Observation is the most valuable skill I have developed. Life gives us all the inspiration we need to write and create compelling stories. I wrote the award-winning short, The Dispensable in 2020, based on a news interview I heard where someone said, “It is perfectly acceptable to lose a few hundred thousand lives in order to save the economy”. I wrote the script in one weekend. It went from script to screen in ninety days. It’s won several awards and nominated for a few more. I am currently starting production on Karma Latte the Lenin Gutierrez Story. You may have heard about the Starbucks barista who was shamed by a woman because he wouldn’t serve her because she wasn’t wearing a mask. It went viral, a good Samaritan started a Gofundme for him and he ended up with $105,000 in tips and his story went viral. I contacted him, got the story rights, and wrote the script. We shoot it in May. Life is the source. All we need is to pay attention. There are millions of stories being lived every day.
Q: What’s been the greatest challenge in your writing so far?
Keeping up with all of the story ideas has been somewhat of a challenge. I can’t seem to stop. The stories just manifest in my head faster than I can put them on paper. I have three I am writing right now and four on the list. By the end of the week, I’ll probably have a few more to add. I just finished a TV Pilot (starting episode 2 next). I am one-third into a feature (drama) and a couple of shorts in their first draft. I have two other series on the list and it's only Thursday. What can I say? Some people work in oils and clay, but I prefer Hemingway. J
Q: What’s been the greatest reward in the choices you've made?

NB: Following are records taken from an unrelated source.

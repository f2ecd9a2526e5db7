pub mod feedback;
pub mod user;

pub use feedback::Feedback;
pub use user::{NewUser, User};

/// Single row of a `RETURNING` write
///
/// Writes go through `fetch_all` so the statement runs to completion, and
/// commits, before the caller sees the row.
fn first_row<T>(rows: Vec<T>) -> Option<T> {
    rows.into_iter().next()
}

#[cfg(test)]
mod tests {
    use super::*;

    #[test]
    fn test_first_row() {
        assert_eq!(first_row(vec![3, 4]), Some(3));
        assert_eq!(first_row(Vec::<i64>::new()), None);
    }
}
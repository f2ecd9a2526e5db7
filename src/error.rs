use axum::{
    http::StatusCode,
    response::{Html, IntoResponse, Response},
};
use thiserror::Error;

use crate::views;

/// Application error type
#[derive(Error, Debug)]
pub enum AppError {
    #[error("Database error: {0}")]
    Database(#[from] sqlx::Error),

    #[error("Session error: {0}")]
    Session(#[from] tower_sessions::session::Error),

    #[error("Password hash error: {0}")]
    PasswordHash(argon2::password_hash::Error),

    #[error("Task join error: {0}")]
    TaskJoin(#[from] tokio::task::JoinError),

    #[error("User already exists")]
    UserAlreadyExists,

    #[error("User not found")]
    UserNotFound,

    #[error("Feedback not found")]
    FeedbackNotFound,
}

impl From<argon2::password_hash::Error> for AppError {
    fn from(err: argon2::password_hash::Error) -> Self {
        AppError::PasswordHash(err)
    }
}

/// Implement IntoResponse to convert AppError into HTML error pages
impl IntoResponse for AppError {
    fn into_response(self) -> Response {
        let (status, message) = match self {
            AppError::Database(ref e) => {
                tracing::error!("Database error: {:?}", e);
                (StatusCode::INTERNAL_SERVER_ERROR, "Internal server error")
            }
            AppError::Session(ref e) => {
                tracing::error!("Session error: {:?}", e);
                (StatusCode::INTERNAL_SERVER_ERROR, "Internal server error")
            }
            AppError::PasswordHash(ref e) => {
                tracing::error!("Password hash error: {:?}", e);
                (StatusCode::INTERNAL_SERVER_ERROR, "Internal server error")
            }
            AppError::TaskJoin(ref e) => {
                tracing::error!("Task join error: {:?}", e);
                (StatusCode::INTERNAL_SERVER_ERROR, "Internal server error")
            }
            // Handlers turn this into a form error; reaching here means one didn't
            AppError::UserAlreadyExists => (StatusCode::CONFLICT, "User already exists"),
            AppError::UserNotFound => (StatusCode::NOT_FOUND, "User not found"),
            AppError::FeedbackNotFound => (StatusCode::NOT_FOUND, "Feedback not found"),
        };

        (status, Html(views::error_page(status, message))).into_response()
    }
}

/// Result type alias for application results
pub type Result<T> = std::result::Result<T, AppError>;

#[cfg(test)]
mod tests {
    use super::*;

    #[test]
    fn test_not_found_errors_map_to_404() {
        assert_eq!(
            AppError::UserNotFound.into_response().status(),
            StatusCode::NOT_FOUND
        );
        assert_eq!(
            AppError::FeedbackNotFound.into_response().status(),
            StatusCode::NOT_FOUND
        );
    }

    #[test]
    fn test_infrastructure_errors_map_to_500() {
        let response = AppError::Database(sqlx::Error::RowNotFound).into_response();
        assert_eq!(response.status(), StatusCode::INTERNAL_SERVER_ERROR);

        let response = AppError::from(argon2::password_hash::Error::Password).into_response();
        assert_eq!(response.status(), StatusCode::INTERNAL_SERVER_ERROR);
    }
}
pub mod pool;

pub use pool::create_pool;

use sqlx::SqlitePool;

/// Apply the migrations under `./migrations`
///
/// Creates the `users` and `feedback` tables on first run.
pub async fn run_migrations(pool: &SqlitePool) -> Result<(), sqlx::migrate::MigrateError> {
    tracing::info!("Running database migrations...");
    sqlx::migrate!("./migrations").run(pool).await?;
    tracing::info!("Migrations complete");
    Ok(())
}

/// Open the pool and bring the schema up to date
pub async fn open_database(database_url: &str, max_connections: u32) -> anyhow::Result<SqlitePool> {
    let pool = create_pool(database_url, max_connections).await?;
    run_migrations(&pool).await?;
    Ok(pool)
}
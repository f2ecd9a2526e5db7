use chrono::NaiveDateTime;
use serde::Serialize;
use sqlx::SqlitePool;

use crate::error::{AppError, Result};
use crate::models::first_row;

/// Feedback post row from the `feedback` table
#[derive(Debug, Clone, Serialize, sqlx::FromRow)]
pub struct Feedback {
    pub id: i64,
    pub title: String,
    pub content: String,
    /// Owning user, fixed at creation
    pub username: String,
    pub created_at: NaiveDateTime,
    pub updated_at: NaiveDateTime,
}

const COLUMNS: &str = "id, title, content, username, created_at, updated_at";

impl Feedback {
    /// Ownership check used to gate deletion
    pub fn is_owned_by(&self, username: &str) -> bool {
        self.username == username
    }

    /// Insert a post attributed to `username`
    ///
    /// Fails with `UserNotFound` when no such user exists.
    pub async fn create(
        pool: &SqlitePool,
        username: &str,
        title: &str,
        content: &str,
    ) -> Result<Feedback> {
        let result = sqlx::query_as::<_, Feedback>(&format!(
            "INSERT INTO feedback (title, content, username) VALUES (?, ?, ?) RETURNING {COLUMNS}"
        ))
        .bind(title)
        .bind(content)
        .bind(username)
        .fetch_all(pool)
        .await
        .map(first_row);

        match result {
            Ok(Some(post)) => {
                tracing::info!("Feedback {} created by {}", post.id, post.username);
                Ok(post)
            }
            Ok(None) => Err(sqlx::Error::RowNotFound.into()),
            Err(e) if is_foreign_key_violation(&e) => {
                tracing::warn!("Feedback for non-existent user: {}", username);
                Err(AppError::UserNotFound)
            }
            Err(e) => Err(e.into()),
        }
    }

    pub async fn find(pool: &SqlitePool, id: i64) -> Result<Option<Feedback>> {
        let post = sqlx::query_as::<_, Feedback>(&format!(
            "SELECT {COLUMNS} FROM feedback WHERE id = ?"
        ))
        .bind(id)
        .fetch_optional(pool)
        .await?;

        Ok(post)
    }

    /// Like `find`, but a missing post is an error
    pub async fn get(pool: &SqlitePool, id: i64) -> Result<Feedback> {
        Self::find(pool, id).await?.ok_or(AppError::FeedbackNotFound)
    }

    /// All posts owned by `username`, oldest first
    pub async fn for_user(pool: &SqlitePool, username: &str) -> Result<Vec<Feedback>> {
        let posts = sqlx::query_as::<_, Feedback>(&format!(
            "SELECT {COLUMNS} FROM feedback WHERE username = ? ORDER BY id"
        ))
        .bind(username)
        .fetch_all(pool)
        .await?;

        Ok(posts)
    }

    /// Overwrite title and content; the owner is left alone
    pub async fn update(
        pool: &SqlitePool,
        id: i64,
        title: &str,
        content: &str,
    ) -> Result<Feedback> {
        let rows = sqlx::query_as::<_, Feedback>(&format!(
            "UPDATE feedback SET title = ?, content = ?, updated_at = CURRENT_TIMESTAMP
             WHERE id = ? RETURNING {COLUMNS}"
        ))
        .bind(title)
        .bind(content)
        .bind(id)
        .fetch_all(pool)
        .await?;

        first_row(rows).ok_or(AppError::FeedbackNotFound)
    }

    pub async fn delete(pool: &SqlitePool, id: i64) -> Result<()> {
        let rows = sqlx::query("DELETE FROM feedback WHERE id = ?")
            .bind(id)
            .execute(pool)
            .await?
            .rows_affected();

        if rows == 0 {
            return Err(AppError::FeedbackNotFound);
        }

        tracing::info!("Feedback {} deleted", id);
        Ok(())
    }
}

fn is_foreign_key_violation(err: &sqlx::Error) -> bool {
    match err {
        sqlx::Error::Database(db) => {
            db.is_foreign_key_violation() || db.message().contains("FOREIGN KEY constraint failed")
        }
        _ => false,
    }
}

My greatest joy has been connecting with people through my writing and sharing my success with them. Because of my writing, I have been able to provide work opportunities to so many actors, directors, film crews, and industry professionals looking for opportunities. I have been able to mentor and share my experiences and serve as motivation and support to others. I am loving what I do. And I love sharing that with everyone. To see someone else be successful or have an opportunity and know that I was a part of that, makes me feel good. Like I made a difference in someone’s life.
Q: What do you want to learn from a community of your peers?
I would love to hear their stories. Learn what drives them, what inspires them. I want to share their passion for writing and their life experiences. Every person is a story and every story is worth knowing. I have lived a very rich life. Not rich in fortune. But fortunate in life’s journey. Enriched by the experiences of life, both good and bad, and sharing them with others.